I’m not trying to kill myself, it’s just that I’ve taught thirteen dance classes over the past 48 hours so when I finally pull my car into the garage on Tuesday night and realize that they’re playing Thelonias Monk on the public radio station, I don’t bother getting out of the driver’s seat.
Instead, I just sit there and listen.
And check my email.
And my Facebook messages.
And my text messages.
Then I re-read my Facebook messages just in case I missed one the first time around because I’m waiting for a response from The Wedding Date.
Eventually, however, it occurs to me that this how people die—sitting in cars inside of closed garages and listening to jazz (or whatever it is that suicidal folks tune their radios to as their bodies slowly succumbing to carbon monoxide poisoning).
I don’t want to kill myself, and even though the thought of climbing the two and a half flights of stairs up to my bedroom is about as appealing as the thought of scaling Mr. Everest after having completing a decathlon, I realize that I need to turn the car off and get out before I too succumb to that silent garage killer.
So I do. But not before I take one final glance at my cell phone and discover that a tiny blue “F” has popped up in the corner.
It’s The Wedding Date, right on schedule (or rather, several hours ahead of schedule. I wasn’t expecting to hear from him until the following afternoon).
Before we get to the contents of his message, however (at least those which I’m willing to share) I have a confession to make. And it requires a bit of explanation.
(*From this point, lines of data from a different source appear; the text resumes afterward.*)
// crates/arbor-token/src/ledger.rs
//
// Spendable balances and the allowance relation.
//
// Absent entries read as zero, and entries that drop to zero are removed so
// two ledgers with the same balances always serialize identically.
//
// Pause checks live in `TreeToken`; everything here assumes the gate is open.

use std::collections::BTreeMap;

use serde::{Deserialize, Serialize};

use arbor_core::{Address, Amount, TokenError};

/// One leg of a batch transfer.
#[derive(Debug, Clone, Copy, PartialEq, Eq, Serialize, Deserialize)]
pub struct TransferEntry {
    pub to: Address,
    pub amount: Amount,
}

impl TransferEntry {
    pub fn new(to: Address, amount: Amount) -> Self {
        Self { to, amount }
    }
}

#[derive(Debug, Clone, Default, PartialEq, Eq, Serialize, Deserialize)]
pub struct Ledger {
    #[serde(default)]
    balances: BTreeMap<Address, Amount>,
    /// owner -> spender -> remaining allowance
    #[serde(default)]
    allowances: BTreeMap<Address, BTreeMap<Address, Amount>>,
}

impl Ledger {
    pub fn new() -> Self {
        Self::default()
    }

    pub fn balance_of(&self, who: &Address) -> Amount {
        self.balances.get(who).copied().unwrap_or(0)
    }

    pub fn allowance(&self, owner: &Address, spender: &Address) -> Amount {
        self.allowances
            .get(owner)
            .and_then(|spenders| spenders.get(spender))
            .copied()
            .unwrap_or(0)
    }

    /// Sum of all spendable balances.
    pub fn total_balances(&self) -> Amount {
        self.balances.values().fold(0, |acc, v| acc.saturating_add(*v))
    }

    /// Non-zero balances, ordered by address.
    pub fn balances(&self) -> impl Iterator<Item = (&Address, &Amount)> {
        self.balances.iter()
    }

    /// Add `amount` to `who`'s balance.
    ///
    /// Every balance is bounded by total supply, which is bounded by
    /// `max_supply`, so this cannot overflow for a consistent state.
    pub(crate) fn credit(&mut self, who: Address, amount: Amount) {
        if amount == 0 {
            return;
        }
        let balance = self.balances.entry(who).or_insert(0);
        *balance = balance.saturating_add(amount);
    }

    /// Remove `amount` from `who`'s balance, failing closed.
    pub(crate) fn debit(&mut self, who: &Address, amount: Amount) -> Result<(), TokenError> {
        let balance = self.balance_of(who);
        let remaining = balance
            .checked_sub(amount)
            .ok_or(TokenError::InsufficientBalance)?;
        if remaining == 0 {
            self.balances.remove(who);
        } else {
            self.balances.insert(*who, remaining);
        }
        Ok(())
    }

    /// Destroy `amount` of `who`'s balance. The caller adjusts total supply.
    ///
    /// # Errors
    /// `InvalidAmount` on zero, `InsufficientBalance` if `who` holds less.
    pub fn burn(&mut self, who: &Address, amount: Amount) -> Result<(), TokenError> {
        if amount == 0 {
            return Err(TokenError::InvalidAmount);
        }
        self.debit(who, amount)
    }

    /// Move `amount` from `from` to `to`.
    ///
    /// # Errors
    /// - `InvalidAddress` if `to` is the null address.
    /// - `InvalidAmount` if `amount` is zero.
    /// - `InsufficientBalance` if `from` holds less than `amount`.
    pub fn transfer(&mut self, from: &Address, to: Address, amount: Amount) -> Result<(), TokenError> {
        if to.is_null() {
            return Err(TokenError::InvalidAddress);
        }
        if amount == 0 {
            return Err(TokenError::InvalidAmount);
        }
        self.debit(from, amount)?;
        self.credit(to, amount);
        Ok(())
    }

    /// Apply `entries` in order as independent transfers from `from`.
    ///
    /// Each entry sees the balance left by the entries before it. The first
    /// failing entry returns its error and entries already applied stay
    /// applied: this is NOT atomic. An empty batch succeeds.
    pub fn batch_transfer(&mut self, from: &Address, entries: &[TransferEntry]) -> Result<(), TokenError> {
        for (index, entry) in entries.iter().enumerate() {
            if let Err(e) = self.transfer(from, entry.to, entry.amount) {
                tracing::debug!(
                    from = %from.short(),
                    failed_entry = index,
                    code = e.code(),
                    "Batch transfer stopped; earlier entries remain applied"
                );
                return Err(e);
            }
        }
        Ok(())
    }

    /// Set the allowance of `spender` over `owner`'s balance to exactly `amount`.
    ///
    /// # Errors
    /// `InvalidAddress` on a null spender, `InvalidAmount` on zero.
    pub fn approve(&mut self, owner: Address, spender: Address, amount: Amount) -> Result<(), TokenError> {
        if spender.is_null() {
            return Err(TokenError::InvalidAddress);
        }
        if amount == 0 {
            return Err(TokenError::InvalidAmount);
        }
        self.allowances.entry(owner).or_default().insert(spender, amount);
        Ok(())
    }

    /// Move `amount` from `owner` to `recipient` on behalf of `spender`.
    ///
    /// # Errors
    /// - `InvalidAddress` if `recipient` is the null address.
    /// - `InvalidAmount` if `amount` is zero.
    /// - `InsufficientAllowance` (wire code 100) if the allowance is too low.
    /// - `InsufficientBalance` if `owner` holds less than `amount`.
    pub fn transfer_from(
        &mut self,
        spender: &Address,
        owner: &Address,
        recipient: Address,
        amount: Amount,
    ) -> Result<(), TokenError> {
        if recipient.is_null() {
            return Err(TokenError::InvalidAddress);
        }
        if amount == 0 {
            return Err(TokenError::InvalidAmount);
        }
        let allowance = self.allowance(owner, spender);
        if allowance < amount {
            return Err(TokenError::InsufficientAllowance);
        }
        if self.balance_of(owner) < amount {
            return Err(TokenError::InsufficientBalance);
        }

        self.set_allowance(owner, spender, allowance - amount);
        self.debit(owner, amount)?;
        self.credit(recipient, amount);
        Ok(())
    }

    fn set_allowance(&mut self, owner: &Address, spender: &Address, amount: Amount) {
        if amount > 0 {
            self.allowances.entry(*owner).or_default().insert(*spender, amount);
            return;
        }
        if let Some(spenders) = self.allowances.get_mut(owner) {
            spenders.remove(spender);
            if spenders.is_empty() {
                self.allowances.remove(owner);
            }
        }
    }
}
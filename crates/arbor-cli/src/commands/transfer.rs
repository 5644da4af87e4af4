// crates/arbor-cli/src/commands/transfer.rs
//
// `arbor transfer`, `arbor batch-transfer`, `arbor approve`,
// `arbor transfer-from`: balance movements between accounts.

use arbor_core::{Amount, ArborError};
use arbor_token::TransferEntry;

use super::{parse_address, Session};
use crate::output;

pub async fn transfer(session: &Session, to: &str, amount: Amount) -> Result<(), ArborError> {
    let caller = session.caller()?;
    let recipient = parse_address(to);
    session
        .execute(|token| token.transfer(&caller, recipient, amount))
        .await?;
    output::print_op(session.format, "transfer", None);
    Ok(())
}

/// Apply `entries` in order. Entries before a failing one stay applied.
pub async fn batch_transfer(session: &Session, entries: &[String]) -> Result<(), ArborError> {
    let caller = session.caller()?;
    let entries = entries
        .iter()
        .map(|raw| parse_entry(raw))
        .collect::<Result<Vec<_>, _>>()?;
    let count = entries.len();
    session
        .execute(|token| token.batch_transfer(&caller, &entries))
        .await?;
    output::print_op(session.format, "batch-transfer", Some(format!("entries={}", count)));
    Ok(())
}

pub async fn approve(session: &Session, spender: &str, amount: Amount) -> Result<(), ArborError> {
    let caller = session.caller()?;
    let spender = parse_address(spender);
    session
        .execute(|token| token.approve(&caller, spender, amount))
        .await?;
    output::print_op(session.format, "approve", None);
    Ok(())
}

pub async fn transfer_from(
    session: &Session,
    from: &str,
    to: &str,
    amount: Amount,
) -> Result<(), ArborError> {
    let caller = session.caller()?;
    let owner = parse_address(from);
    let recipient = parse_address(to);
    session
        .execute(|token| token.transfer_from(&caller, &owner, recipient, amount))
        .await?;
    output::print_op(session.format, "transfer-from", None);
    Ok(())
}

/// Parse a `<address|label>:<amount>` batch entry.
fn parse_entry(raw: &str) -> Result<TransferEntry, ArborError> {
    let (to, amount) = raw.rsplit_once(':').ok_or_else(|| {
        ArborError::Config(format!("batch entry '{}' must look like <to>:<amount>", raw))
    })?;
    let amount = amount
        .trim()
        .parse::<Amount>()
        .map_err(|e| ArborError::Config(format!("batch entry '{}': {}", raw, e)))?;
    Ok(TransferEntry::new(parse_address(to.trim()), amount))
}

#[cfg(test)]
mod tests {
    use super::*;
    use arbor_core::Address;

    #[test]
    fn test_parse_entry_label() {
        let entry = parse_entry("bob:250").unwrap();
        assert_eq!(entry.to, Address::from_label("bob"));
        assert_eq!(entry.amount, 250);
    }

    #[test]
    fn test_parse_entry_hex_address() {
        let carol = Address::from_label("carol");
        let entry = parse_entry(&format!("{}:7", carol)).unwrap();
        assert_eq!(entry.to, carol);
        assert_eq!(entry.amount, 7);
    }

    #[test]
    fn test_parse_entry_rejects_garbage() {
        assert!(parse_entry("bob").is_err());
        assert!(parse_entry("bob:-5").is_err());
        assert!(parse_entry("bob:lots").is_err());
    }
}
// crates/arbor-token/src/staking.rs
//
// Stake management: moves value between an account's spendable balance and
// its staked bucket. Total supply is unaffected; there are no minimums,
// cooldowns, or rewards.

use std::collections::BTreeMap;

use serde::{Deserialize, Serialize};

use arbor_core::{Address, Amount, TokenError};

use crate::ledger::Ledger;

/// Staked balances per account.
#[derive(Debug, Clone, Default, PartialEq, Eq, Serialize, Deserialize)]
pub struct StakingModule {
    #[serde(default)]
    staked: BTreeMap<Address, Amount>,
}

impl StakingModule {
    pub fn new() -> Self {
        Self::default()
    }

    /// Staked balance of `who` (zero if never staked).
    pub fn staked_of(&self, who: &Address) -> Amount {
        self.staked.get(who).copied().unwrap_or(0)
    }

    /// Sum of all staked balances.
    pub fn total_staked(&self) -> Amount {
        self.staked.values().fold(0, |acc, v| acc.saturating_add(*v))
    }

    /// Non-zero staked balances, ordered by address.
    pub fn stakes(&self) -> impl Iterator<Item = (&Address, &Amount)> {
        self.staked.iter()
    }

    /// Move `amount` from `who`'s balance into stake.
    ///
    /// # Errors
    /// `InvalidAmount` on zero, `InsufficientBalance` if the spendable balance
    /// is below `amount`.
    pub fn stake(&mut self, ledger: &mut Ledger, who: &Address, amount: Amount) -> Result<(), TokenError> {
        if amount == 0 {
            return Err(TokenError::InvalidAmount);
        }
        ledger.debit(who, amount)?;
        let entry = self.staked.entry(*who).or_insert(0);
        *entry = entry.saturating_add(amount);
        Ok(())
    }

    /// Move `amount` from `who`'s stake back into the spendable balance.
    ///
    /// # Errors
    /// `InvalidAmount` on zero, `InsufficientStake` if the staked balance is
    /// below `amount`.
    pub fn unstake(&mut self, ledger: &mut Ledger, who: &Address, amount: Amount) -> Result<(), TokenError> {
        if amount == 0 {
            return Err(TokenError::InvalidAmount);
        }
        let remaining = self
            .staked_of(who)
            .checked_sub(amount)
            .ok_or(TokenError::InsufficientStake)?;
        if remaining == 0 {
            self.staked.remove(who);
        } else {
            self.staked.insert(*who, remaining);
        }
        ledger.credit(*who, amount);
        Ok(())
    }
}
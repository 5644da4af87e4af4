use thiserror::Error;

/// Rule violations returned by token operations.
///
/// Every variant carries a stable numeric code (see [`TokenError::code`]) that
/// hosts surface to callers. `InsufficientAllowance` is kept distinct from
/// `Unauthorized` in Rust but shares its wire code.
#[derive(Debug, Clone, Copy, PartialEq, Eq, Error)]
pub enum TokenError {
    /// Caller lacks the role the operation requires.
    #[error("caller is not authorized")]
    Unauthorized,

    /// Spendable balance is below the requested amount.
    #[error("insufficient balance")]
    InsufficientBalance,

    /// Staked balance is below the requested unstake amount.
    #[error("insufficient stake")]
    InsufficientStake,

    /// Mint would push total supply past the absolute ceiling.
    #[error("max supply exceeded")]
    MaxSupplyExceeded,

    /// Mutating operation attempted while the contract is paused.
    #[error("contract is paused")]
    ContractPaused,

    /// Null address supplied where a real address is required.
    #[error("invalid address")]
    InvalidAddress,

    /// Amount is zero.
    #[error("invalid amount")]
    InvalidAmount,

    /// Mint would push total supply past the current decayed cap.
    #[error("mint cap exceeded")]
    MintCapExceeded,

    /// Delegated transfer asked for more than the spender's allowance.
    #[error("insufficient allowance")]
    InsufficientAllowance,
}

impl TokenError {
    /// Numeric error code returned to the host.
    pub fn code(&self) -> u32 {
        match self {
            TokenError::Unauthorized | TokenError::InsufficientAllowance => 100,
            TokenError::InsufficientBalance => 101,
            TokenError::InsufficientStake => 102,
            TokenError::MaxSupplyExceeded => 103,
            TokenError::ContractPaused => 104,
            TokenError::InvalidAddress => 105,
            TokenError::InvalidAmount => 106,
            TokenError::MintCapExceeded => 107,
        }
    }
}

/// Infrastructure errors for the Arbor workspace (storage, config, parsing).
#[derive(Debug, Error)]
pub enum ArborError {
    /// Storage layer error (snapshot file, in-memory store).
    #[error("Storage error: {0}")]
    Storage(String),

    /// Serialization/deserialization error.
    #[error("Serialization error: {0}")]
    Serialization(String),

    /// Configuration could not be loaded or is inconsistent.
    #[error("Config error: {0}")]
    Config(String),

    /// Address string could not be parsed.
    #[error("Invalid address: {0}")]
    InvalidAddress(String),

    /// No token state has been deployed yet.
    #[error("Not found: {0}")]
    NotFound(String),

    /// A token operation was rejected.
    #[error("error {code}: {0}", code = .0.code())]
    Token(#[from] TokenError),
}

impl From<serde_json::Error> for ArborError {
    fn from(e: serde_json::Error) -> Self {
        ArborError::Serialization(e.to_string())
    }
}

impl From<std::io::Error> for ArborError {
    fn from(e: std::io::Error) -> Self {
        ArborError::Storage(e.to_string())
    }
}

#[cfg(test)]
mod tests {
    use super::*;

    #[test]
    fn test_error_codes() {
        let expected = [
            (TokenError::Unauthorized, 100),
            (TokenError::InsufficientBalance, 101),
            (TokenError::InsufficientStake, 102),
            (TokenError::MaxSupplyExceeded, 103),
            (TokenError::ContractPaused, 104),
            (TokenError::InvalidAddress, 105),
            (TokenError::InvalidAmount, 106),
            (TokenError::MintCapExceeded, 107),
        ];
        for (err, code) in expected {
            assert_eq!(err.code(), code, "{:?}", err);
        }
    }

    #[test]
    fn test_allowance_shares_unauthorized_code() {
        assert_eq!(TokenError::InsufficientAllowance.code(), 100);
        assert_ne!(TokenError::InsufficientAllowance, TokenError::Unauthorized);
    }

    #[test]
    fn test_wrapped_token_error_display() {
        let err = ArborError::from(TokenError::ContractPaused);
        assert_eq!(err.to_string(), "error 104: contract is paused");
    }
}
I’m following quite a few blogs these days and even though I don’t always get the chance to comment, I do enjoy having something to do on the bus ride home from Germantown other than fearing for my life and the wellbeing of my personal belongings.
What I’m not so keen on is the fact that all of my favorite male bloggers have suddenly coupled off. Every single last one of them. It’s as though the universe issued some sort of statement: You. Yes, you. Happily Ever After. Now.
Whereas these men were once my allies in all things single, they’ve now got first class tickets on the Valentine’s Day 2012 Express (two tickets mind you) and what’s worse is they’re blogging about it.
At first I found the outpouring of unabashed male sentiment endearing. “Look at those guys,” I thought, “They’re in love and they’re not afraid to say it! Good for them.” I even found myself wishing that I would have the guts to spill my true thoughts about certain individuals who have taken center stage in my life over the past few months… the quiet moments, for example, during Date #7’s brother’s wedding, or the way I felt the first time that The Wedding Date slipped his arms around me… but who wants to spend their lunch break reading about someone else’s sweet nothings?
Which is why I-swear-to-God if I have to read ONE MORE post about someone being “thankful” for their newfound “special someone,” my bus rides home from Germantown are going to take an ugly turn. In fact, I will have no choice but to wrench myself from my seat, dash through the back door and hurl my body beneath the first oncoming vehicle that presents itself because frankly, I can’t take it anymore.
It’s one thing to be single—in fact, I have come to terms with the fact that I’ve spent the last three Thanksgivings without a Plus One and will mostly likely find myself alone on Christmas, New Year’s Valentine’s Day and all foreseeable holidays until I turn 30, get really desperate and decide to give Match.com another shot…
But it’s an entirely different matter pull out my SmartPhone and find myself assaulted, once again, by yet another ode written to some woman I don’t even know by some man I’ve never actually met.
Ostensibly, I could simply stop reading.
(Or throw my SmartPhone beneath the wheels of an oncoming vehicle).
But that wouldn’t fix the problem. And no, before you ask, the problem is the not that I’m jealous. The problem is that even I had a boyfriend to wax poetic about, I’d be afraid to do it.
I neglected to mention that I received a text from The Wedding Date on Thanksgiving. It was sweet (as texts from The Wedding Date generally are), flirtatious and—to be completely honest— just a few characters shy of complete cheesiness.
I won’t tell you exactly what it said but it was a variation upon the usual Thanksgiving theme (“What am I thankful for this year? Well…”) and because I’m a moron, I felt compelled to share it with my brother.
His reaction wasn’t quite what I’d been hoping for (no surprise there, considering my brother’s relationship advice has never comprised anything more than “Dump his sorry *ss”) but I still thought The Wedding Date’s message was sweet, even if I couldn’t bring myself to admit it.
In a recent conversation with Date #7, it was suggested to me that I don’t feel things emotionally. Instead (according to Date #7) I try to intellectualize everything and although I disagree with the Man from Pittsburgh on a lot of things, I had to admit there was some truth to his observation.
So, getting back to my near death-by-carbon-monoxide poisoning whilst listening to Thelonias Monk in the garage last night:
I get a Facebook message from The Wedding Date. He says… well, he says something nice. Something about the way my messages make him feel when he’s had a rough day and before I can help myself, I’ve messaged him back to tell him the feeling’s mutual.
Perhaps there’s hope for me yet.
PS: I’m planning to change the name of this blog from “After I Quit My Day Job” to “Fieldwork in Stilettos.” Any objections?